A curated collection of tools, frameworks, and technologies I frequently use in my projects and recommend.

HPC Workflow Managers

Tools for creating and managing complex, scalable, and reproducible computational pipelines in high-performance computing environments. Particularly useful when working with heterogeneous inputs which may require different processing steps, compute resources or different compute environments.

Snakemake Used to be the OG tool for HPC workflow management, but has been surpassed by Nextflow. However, the newest version is still very close to nextflow in terms of features and ease of use. Still my go-to because of my personal experience with it.
Nextflow It is a more modern tool with more features including environment management, container support, better logging. It also has more boilerplate pipelines available that can be used off the shelf.

Data Collection/Entry

Platforms and tools designed for systematic and structured data gathering for research purposes. See my blog post for more details.

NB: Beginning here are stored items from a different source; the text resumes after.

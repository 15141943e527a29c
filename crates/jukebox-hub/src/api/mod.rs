//! HTTP API handlers.
//!
//! Defines the Actix routes the chat gateway uses to drive playback and browsing.

pub mod browse;
pub mod communities;
pub mod health;
pub mod streams;

pub use browse::{browse_enqueue_all, browse_page, browse_select};
pub use communities::{autoplay, play, queue, queue_clear, search, skip, status, stop};
pub use streams::events_stream;
//! Registry of open browse surfaces.
//!
//! Surfaces are looked up by id on every navigation or selection request. A surface
//! expires after a period of inactivity, and a new search from the same owner
//! discards the owner's older surfaces.

use std::collections::HashMap;
use std::fmt;
use std::sync::{Arc, Mutex};
use std::time::{Duration, Instant};

use serde::{Deserialize, Serialize};
use utoipa::ToSchema;

use jukebox_types::{Album, Artist, CatalogEntry, CommunityId, Track};

use crate::browse::PagedBrowse;
use crate::error::JukeboxError;

/// Opaque surface identifier, `browse:<uuid>`.
#[derive(Clone, Debug, PartialEq, Eq, Hash, Serialize, Deserialize, ToSchema)]
#[serde(transparent)]
pub struct BrowseId(String);

impl BrowseId {
    fn generate() -> Self {
        Self(format!("browse:{}", uuid::Uuid::new_v4()))
    }

    pub fn as_str(&self) -> &str {
        &self.0
    }
}

impl From<String> for BrowseId {
    fn from(value: String) -> Self {
        Self(value)
    }
}

impl fmt::Display for BrowseId {
    fn fmt(&self, f: &mut fmt::Formatter<'_>) -> fmt::Result {
        f.write_str(&self.0)
    }
}

/// The user a surface was opened for.
#[derive(Clone, Copy, Debug, PartialEq, Eq, Hash)]
pub struct BrowseOwner {
    pub community: CommunityId,
    pub user_id: u64,
}

pub enum SurfaceKind {
    Search(PagedBrowse),
    /// Tracks of one album, not paginated.
    Album { album: Album, tracks: Vec<Track> },
    /// Albums of one artist, not paginated.
    Artist { artist: Artist, albums: Vec<Album> },
}

pub struct BrowseSurface {
    pub owner: BrowseOwner,
    pub kind: SurfaceKind,
}

impl BrowseSurface {
    /// Entries currently offered for selection.
    pub fn entries(&self) -> Vec<CatalogEntry> {
        match &self.kind {
            SurfaceKind::Search(browse) => browse.page().to_vec(),
            SurfaceKind::Album { tracks, .. } => {
                tracks.iter().cloned().map(CatalogEntry::Track).collect()
            }
            SurfaceKind::Artist { albums, .. } => {
                albums.iter().cloned().map(CatalogEntry::Album).collect()
            }
        }
    }

    pub fn entry(&self, index: usize) -> Result<CatalogEntry, JukeboxError> {
        match &self.kind {
            SurfaceKind::Search(browse) => browse.entry(index).cloned(),
            SurfaceKind::Album { tracks, .. } => tracks
                .get(index)
                .cloned()
                .map(CatalogEntry::Track)
                .ok_or(JukeboxError::IndexOutOfRange { index, len: tracks.len() }),
            SurfaceKind::Artist { albums, .. } => albums
                .get(index)
                .cloned()
                .map(CatalogEntry::Album)
                .ok_or(JukeboxError::IndexOutOfRange { index, len: albums.len() }),
        }
    }
}

struct RegistryEntry {
    owner: BrowseOwner,
    created_at: Instant,
    last_active: Instant,
    surface: Arc<tokio::sync::Mutex<BrowseSurface>>,
}

pub struct BrowseRegistry {
    ttl: Duration,
    surfaces: Mutex<HashMap<BrowseId, RegistryEntry>>,
}

impl BrowseRegistry {
    pub fn new(ttl: Duration) -> Self {
        Self {
            ttl,
            surfaces: Mutex::new(HashMap::new()),
        }
    }

    /// Register a new search surface, superseding the owner's previous ones.
    pub fn open_search(&self, owner: BrowseOwner, browse: PagedBrowse) -> BrowseId {
        self.open_search_at(owner, browse, Instant::now())
    }

    fn open_search_at(&self, owner: BrowseOwner, browse: PagedBrowse, now: Instant) -> BrowseId {
        let mut surfaces = self.surfaces.lock().unwrap_or_else(|err| err.into_inner());
        let before = surfaces.len();
        surfaces.retain(|_, entry| entry.owner != owner);
        let superseded = before - surfaces.len();
        if superseded > 0 {
            tracing::debug!(
                community = %owner.community,
                user_id = owner.user_id,
                superseded,
                "discarded previous browse surfaces"
            );
        }
        Self::insert(&mut surfaces, owner, SurfaceKind::Search(browse), now)
    }

    /// Register an album or artist surface opened from an existing one.
    pub fn open_child(&self, owner: BrowseOwner, kind: SurfaceKind) -> BrowseId {
        let mut surfaces = self.surfaces.lock().unwrap_or_else(|err| err.into_inner());
        Self::insert(&mut surfaces, owner, kind, Instant::now())
    }

    fn insert(
        surfaces: &mut HashMap<BrowseId, RegistryEntry>,
        owner: BrowseOwner,
        kind: SurfaceKind,
        now: Instant,
    ) -> BrowseId {
        let id = BrowseId::generate();
        surfaces.insert(
            id.clone(),
            RegistryEntry {
                owner,
                created_at: now,
                last_active: now,
                surface: Arc::new(tokio::sync::Mutex::new(BrowseSurface { owner, kind })),
            },
        );
        id
    }

    /// Look up a live surface and refresh its activity timestamp.
    pub fn get(&self, id: &BrowseId) -> Result<Arc<tokio::sync::Mutex<BrowseSurface>>, JukeboxError> {
        self.get_at(id, Instant::now())
    }

    fn get_at(
        &self,
        id: &BrowseId,
        now: Instant,
    ) -> Result<Arc<tokio::sync::Mutex<BrowseSurface>>, JukeboxError> {
        let mut surfaces = self.surfaces.lock().unwrap_or_else(|err| err.into_inner());
        self.purge_locked(&mut surfaces, now);
        let entry = surfaces
            .get_mut(id)
            .ok_or_else(|| JukeboxError::BrowseExpired(id.to_string()))?;
        entry.last_active = now;
        Ok(entry.surface.clone())
    }

    fn purge_locked(&self, surfaces: &mut HashMap<BrowseId, RegistryEntry>, now: Instant) {
        let ttl = self.ttl;
        surfaces.retain(|id, entry| {
            let live = now.saturating_duration_since(entry.last_active) < ttl;
            if !live {
                tracing::debug!(
                    browse_id = %id,
                    age_secs = now.saturating_duration_since(entry.created_at).as_secs(),
                    "browse surface expired"
                );
            }
            live
        });
    }

    /// Drop every expired surface.
    pub fn purge_expired(&self) -> usize {
        let mut surfaces = self.surfaces.lock().unwrap_or_else(|err| err.into_inner());
        let before = surfaces.len();
        self.purge_locked(&mut surfaces, Instant::now());
        before - surfaces.len()
    }

    pub fn len(&self) -> usize {
        self.surfaces.lock().unwrap_or_else(|err| err.into_inner()).len()
    }
}
//! Browse surface handlers: paging, selection and "enqueue all".

use actix_web::{post, web, HttpResponse, Responder};

use crate::browse_registry::BrowseId;
use crate::command_controller::{BrowseView, SelectOutcome};
use crate::error::ErrorBody;
use crate::models::{PageRequest, RepliesResponse, SelectRequest, UserRequest};
use crate::state::AppState;

#[utoipa::path(
    post,
    path = "/browse/{id}/page",
    params(("id" = String, Path, description = "Browse surface id")),
    request_body = PageRequest,
    responses(
        (status = 200, description = "Page after navigation", body = BrowseView),
        (status = 400, description = "Surface is not paginated", body = ErrorBody),
        (status = 404, description = "Surface expired", body = ErrorBody),
        (status = 409, description = "No further results", body = ErrorBody)
    )
)]
#[post("/browse/{id}/page")]
/// Move a search surface one page back or forward.
pub async fn browse_page(
    state: web::Data<AppState>,
    id: web::Path<String>,
    body: web::Json<PageRequest>,
) -> impl Responder {
    let id = BrowseId::from(id.into_inner());
    match state.controller.page(&id, body.direction).await {
        Ok(view) => HttpResponse::Ok().json(view),
        Err(err) => err.into_response(),
    }
}

#[utoipa::path(
    post,
    path = "/browse/{id}/select",
    params(("id" = String, Path, description = "Browse surface id")),
    request_body = SelectRequest,
    responses(
        (status = 200, description = "Track enqueued or sub-surface opened", body = SelectOutcome),
        (status = 400, description = "Stale selection index", body = ErrorBody),
        (status = 403, description = "Requester not in an audio channel", body = ErrorBody),
        (status = 404, description = "Surface expired or nothing to open", body = ErrorBody)
    )
)]
#[post("/browse/{id}/select")]
/// Select one entry of the displayed page.
pub async fn browse_select(
    state: web::Data<AppState>,
    id: web::Path<String>,
    body: web::Json<SelectRequest>,
) -> impl Responder {
    let id = BrowseId::from(id.into_inner());
    match state.controller.select(&id, &body.user, body.index).await {
        Ok(outcome) => HttpResponse::Ok().json(outcome),
        Err(err) => err.into_response(),
    }
}

#[utoipa::path(
    post,
    path = "/browse/{id}/enqueue-all",
    params(("id" = String, Path, description = "Browse surface id")),
    request_body = UserRequest,
    responses(
        (status = 200, description = "Tracks enqueued", body = RepliesResponse),
        (status = 400, description = "Surface has no enqueue-all action", body = ErrorBody),
        (status = 404, description = "Surface expired", body = ErrorBody)
    )
)]
#[post("/browse/{id}/enqueue-all")]
/// Enqueue every track of an album or artist surface.
pub async fn browse_enqueue_all(
    state: web::Data<AppState>,
    id: web::Path<String>,
    body: web::Json<UserRequest>,
) -> impl Responder {
    let id = BrowseId::from(id.into_inner());
    match state.controller.enqueue_all(&id, &body.user).await {
        Ok(replies) => HttpResponse::Ok().json(RepliesResponse { replies }),
        Err(err) => err.into_response(),
    }
}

REDCap The only option for HIPAA and PII data collection though it requires your university to have a local IT department to manage it.
Directus Meant to be a headless CMS however its an excellent fit for creating a django like interface both to create a schema and to create forms to collect data. It also has a lot of features for automation and visualization.
Epicollect As simple to use as google forms however I prefer it over google forms due to their API (which allows automation) and ability to use it from a tablet or offline.
Animal Observer Niche tool for recording primate behavior in the field however it is the only tool for this purpose.

Databases

Systems for managing structured data.

PostgreSQL Unbeatable with the amount of plugins it has Can have features like full-text search, temporal data types, and more. With its JSONB support it can replace MongoDB for most use cases in research.
VictoriaMetrics Drop-in replacement for Prometheus, InfluxDB, Graphite, and OpenTSDB with better performance, compression. It also has a superset of PromQL with additional features like sort by label.

Data Visualization

Quick data visualizations and querying.

Metabase Metabase is a data visualization tool that allows users to create interactive and shareable visualizations from their data. Supports OAuth, self-hosting, and now in the latest versions also has data entry features.
Grafana Grafana is the go-to tool for visualizing time series data, metrics and I also prefer its alerting system over Prometheus' alertmanager.

Automation

Tools that I have used over the years to automate my or others' workflows.

Cronjobs Irreplaceable for running simple bash scripts at regular intervals. Add heartbeat monitoring to make them robust.
GitHub Actions Self-hosted runners allows researchers without DevOps experience to deploy updates or new version of their tools automatically to specific servers.
Windmill Initially started using them to have a central place to control automation workflows and logs however they are now a full-fledged platform for automating workflows and data pipelines. See my blog post for more details.

Secure Networking

Tools for creating and managing secure networks.

Cloudflare Zero Trust Cloudflare Zero Trust is a secure network that allows exposing internal services to the internet with minimal configuration. Also has 'access' feature that allows creating authentication/authorization before access. Support HTTP(s) services through browser and most other protocols (ssh, smb, rdp, vnc or any arbitrary TCP) through their cloudflared client. The only service I use that is not self-hosted because it is just so good at keeping everything secure. I'd like to ultimately replace it with pangolin.